EXERCISE OBJECTIVE
Read the records below and report each line in which "DomainSpec" occurs.

[Opening DATASET EXCERPTS section]

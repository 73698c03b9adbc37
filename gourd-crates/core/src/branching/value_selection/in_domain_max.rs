use crate::branching::value_selection::ValueSelector;
use crate::branching::SelectionContext;
use crate::engine::predicates::Predicate;
use crate::engine::variables::VarId;
use crate::predicate;

/// [`ValueSelector`] which chooses the largest value: an integer variable is fixed to its upper
/// bound, a real variable is restricted to the upper half of its domain.
#[derive(Debug, Copy, Clone)]
pub struct InDomainMax;

impl ValueSelector for InDomainMax {
    fn select_value(
        &mut self,
        context: &mut SelectionContext,
        decision_variable: VarId,
    ) -> Predicate {
        let bounds = context.bounds(decision_variable);
        if context.kind(decision_variable).is_integer() {
            predicate![decision_variable == bounds.upper]
        } else {
            predicate![decision_variable >= bounds.midpoint()]
        }
    }
}
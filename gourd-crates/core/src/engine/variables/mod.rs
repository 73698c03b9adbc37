//! Variables and their domains.
mod domain;
mod integer_domain;
mod real_domain;
mod var_id;

pub use domain::Domain;
pub use domain::DomainSpec;
pub use domain::VariableKind;
pub(crate) use integer_domain::IntegerDomain;
pub(crate) use real_domain::RealDomain;
pub use var_id::VarId;
use crate::basic_types::Solution;
#[cfg(doc)]
use crate::termination::TerminationCondition;
#[cfg(doc)]
use crate::Solver;

/// The result of a call to [`Solver::solve_one`].
#[derive(Debug, Clone, PartialEq)]
pub enum SatisfactionResult {
    /// Indicates that a solution was found. The solver stays at the solution until the next call,
    /// which continues the search after it.
    Satisfiable(Solution),
    /// Indicates that there are no (further) solutions.
    Exhausted,
    /// Indicates that it is not known whether a solution exists. This is likely due to a
    /// [`TerminationCondition`] triggering; the search can be resumed.
    Unknown,
}

/// The result of a call to [`Solver::solve_all`].
#[derive(Debug, Clone, Copy, PartialEq, Eq)]
pub enum EnumerationResult {
    /// Every solution was reported.
    Complete { num_solutions: usize },
    /// A [`TerminationCondition`] stopped the enumeration; more solutions may exist.
    Incomplete { num_solutions: usize },
}

impl EnumerationResult {
    pub fn num_solutions(&self) -> usize {
        match self {
            EnumerationResult::Complete { num_solutions }
            | EnumerationResult::Incomplete { num_solutions } => *num_solutions,
        }
    }
}

/// The result of a call to [`Solver::optimise`].
#[derive(Debug, Clone, PartialEq)]
pub enum OptimisationResult {
    /// Indicates that an optimal solution has been found and proven to be optimal. It provides an
    /// instance of [`Solution`] which contains the optimal solution.
    Optimal(Solution),
    /// Indicates that a solution was found and provides an instance of [`Solution`] which contains
    /// best known solution by the solver.
    Satisfiable(Solution),
    /// Indicates that there is no solution to the problem.
    Infeasible,
    /// Indicates that it is not known whether a solution exists. This is likely due to a
    /// [`TerminationCondition`] triggering.
    Unknown,
}
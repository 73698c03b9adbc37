use std::time::Duration;
use std::time::Instant;

use super::TerminationCondition;

/// Stops the search once a wall-clock deadline has passed.
///
/// The deadline is fixed when the budget is created, so a search which is resumed with the same
/// budget only gets the time that is left.
#[derive(Clone, Copy, Debug)]
pub struct TimeBudget {
    deadline: Instant,
}

impl TimeBudget {
    pub fn starting_now(budget: Duration) -> TimeBudget {
        TimeBudget {
            deadline: Instant::now() + budget,
        }
    }

    /// The time until the deadline; zero once it has passed.
    pub fn remaining(&self) -> Duration {
        self.deadline.saturating_duration_since(Instant::now())
    }
}

impl TerminationCondition for TimeBudget {
    fn should_stop(&mut self) -> bool {
        Instant::now() >= self.deadline
    }
}
use crate::branching::value_selection::ValueSelector;
use crate::branching::SelectionContext;
use crate::engine::predicates::Predicate;
use crate::engine::variables::VarId;
use crate::gourd_assert_advanced;
use crate::predicate;

/// A [`ValueSelector`] which splits the domain in half (based on the lower-bound and upper-bound,
/// disregarding holes) and removes the upper-half from the domain.
///
/// Note that this strategy will not necessarily result in an equal split if there are holes in the
/// domain.
#[derive(Debug, Copy, Clone)]
pub struct InDomainSplit;

impl ValueSelector for InDomainSplit {
    fn select_value(
        &mut self,
        context: &mut SelectionContext,
        decision_variable: VarId,
    ) -> Predicate {
        let bounds = context.bounds(decision_variable);
        if !context.kind(decision_variable).is_integer() {
            return predicate![decision_variable <= bounds.midpoint()];
        }

        // The domain has at least 2 values, otherwise the variable would not have been selected
        let bound = bounds.lower + ((bounds.upper - bounds.lower) / 2.0).floor();
        gourd_assert_advanced!(
            bound >= bounds.lower && bound < bounds.upper,
            "It should hold that {} <= {bound} < {}",
            bounds.lower,
            bounds.upper
        );
        predicate![decision_variable <= bound]
    }
}

#[cfg(test)]
mod tests {
    use super::*;
    use crate::basic_types::tests::TestRandom;

    #[test]
    fn test_returns_correct_literal() {
        let store = SelectionContext::create_for_testing(&[(0, 10)]);
        let mut test_rng = TestRandom::default();
        let mut context = SelectionContext::new(&store, &mut test_rng);
        let variable = context.model_variables().next().expect("one variable");

        let selected = InDomainSplit.select_value(&mut context, variable);

        assert_eq!(selected, predicate![variable <= 5]);
    }

    #[test]
    fn two_values_are_split_into_one_each() {
        let store = SelectionContext::create_for_testing(&[(4, 5)]);
        let mut test_rng = TestRandom::default();
        let mut context = SelectionContext::new(&store, &mut test_rng);
        let variable = context.model_variables().next().expect("one variable");

        let selected = InDomainSplit.select_value(&mut context, variable);

        assert_eq!(selected, predicate![variable <= 4]);
    }
}
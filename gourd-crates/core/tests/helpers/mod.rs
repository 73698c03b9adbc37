//! Shared setup for the integration tests of the solver.
#![allow(
    dead_code,
    reason = "is used in integration tests but unable to find a way to silence these warnings"
)]

use gourd_core::constraints::Constraint;
use gourd_core::results::Solution;
use gourd_core::termination::Indefinite;
use gourd_core::variables::DomainSpec;
use gourd_core::variables::VarId;
use gourd_core::Solver;
use itertools::Itertools;

/// Routes the `log` output of the solver to the test harness; set `RUST_LOG` to see it.
pub(crate) fn init_logging() {
    let _ = env_logger::builder().is_test(true).try_init();
}

pub(crate) fn integers(solver: &mut Solver, count: usize, lower: i32, upper: i32) -> Vec<VarId> {
    (0..count)
        .map(|_| {
            solver
                .new_integer(DomainSpec::interval(lower, upper))
                .expect("valid domain")
        })
        .collect()
}

pub(crate) fn post(solver: &mut Solver, constraint: Constraint) {
    let _ = solver
        .add_constraint(constraint)
        .expect("well-formed constraint")
        .post()
        .expect("constraint is not trivially false");
}

/// The values of `variables` in every solution, in the order the default brancher finds them.
pub(crate) fn enumerate(solver: &mut Solver, variables: &[VarId]) -> Vec<Vec<i32>> {
    let mut brancher = solver.default_brancher();
    let mut assignments = vec![];
    let _ = solver.solve_all(&mut brancher, &mut Indefinite, |solution: &Solution| {
        assignments.push(values_of(solution, variables));
    });
    assignments
}

pub(crate) fn values_of(solution: &Solution, variables: &[VarId]) -> Vec<i32> {
    variables
        .iter()
        .map(|&variable| {
            solution
                .integer_value(variable)
                .expect("every variable has a value")
        })
        .collect()
}

/// Every assignment to the given integer ranges which satisfies `accepts`, in lexicographic
/// order.
pub(crate) fn brute_force(
    ranges: &[(i32, i32)],
    accepts: impl Fn(&[i32]) -> bool,
) -> Vec<Vec<i32>> {
    ranges
        .iter()
        .map(|&(lower, upper)| lower..=upper)
        .multi_cartesian_product()
        .filter(|assignment| accepts(assignment))
        .collect()
}
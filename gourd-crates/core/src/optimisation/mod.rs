//! Contains structures related to optimisation.
//!
//! Optimisation is done by branch and bound: every solution found tightens the bound on the
//! objective variable, so that the remaining search only finds strictly better solutions. Once the
//! search space is exhausted, the last solution is optimal.
pub mod branch_and_bound;
pub mod solution_callback;

use crate::basic_types::ModelError;
use crate::basic_types::Value;
use crate::branching::Brancher;
use crate::engine::predicates::Predicate;
use crate::engine::predicates::PredicateConstructor;
use crate::engine::variables::VarId;
use crate::engine::variables::VariableKind;
use crate::results::OptimisationResult;
use crate::termination::TerminationCondition;
use crate::Solver;

pub trait OptimisationProcedure<B: Brancher> {
    /// Fails when the objective is not a variable of `solver`.
    fn optimise(
        &mut self,
        brancher: &mut B,
        termination: &mut impl TerminationCondition,
        solver: &mut Solver,
    ) -> Result<OptimisationResult, ModelError>;
}

/// The direction of the optimisation, either maximising or minimising.
#[derive(Debug, Clone, Copy, PartialEq, Eq, Hash)]
#[cfg_attr(feature = "clap", derive(clap::ValueEnum))]
pub enum OptimisationDirection {
    Maximise,
    Minimise,
}

/// The predicate which only admits objective values strictly better than `value`.
///
/// Integer objectives improve by at least 1, real objectives by at least their precision.
pub(crate) fn improvement_over(
    objective: VarId,
    kind: VariableKind,
    direction: OptimisationDirection,
    value: Value,
) -> Predicate {
    match (kind, direction, value) {
        (
            VariableKind::Real { epsilon },
            OptimisationDirection::Maximise,
            Value::Real { lower, .. },
        ) => objective.lower_bound_predicate(lower + epsilon),
        (
            VariableKind::Real { epsilon },
            OptimisationDirection::Minimise,
            Value::Real { upper, .. },
        ) => objective.upper_bound_predicate(upper - epsilon),
        (_, OptimisationDirection::Maximise, value) => {
            objective.lower_bound_predicate(value.as_f64() + 1.0)
        }
        (_, OptimisationDirection::Minimise, value) => {
            objective.upper_bound_predicate(value.as_f64() - 1.0)
        }
    }
}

[Closing DATASET EXCERPTS section]

SOLUTION TO THIS PROBLEM
pub use domain::DomainSpec;
use gourd_core::variables::DomainSpec;
                .new_integer(DomainSpec::interval(lower, upper))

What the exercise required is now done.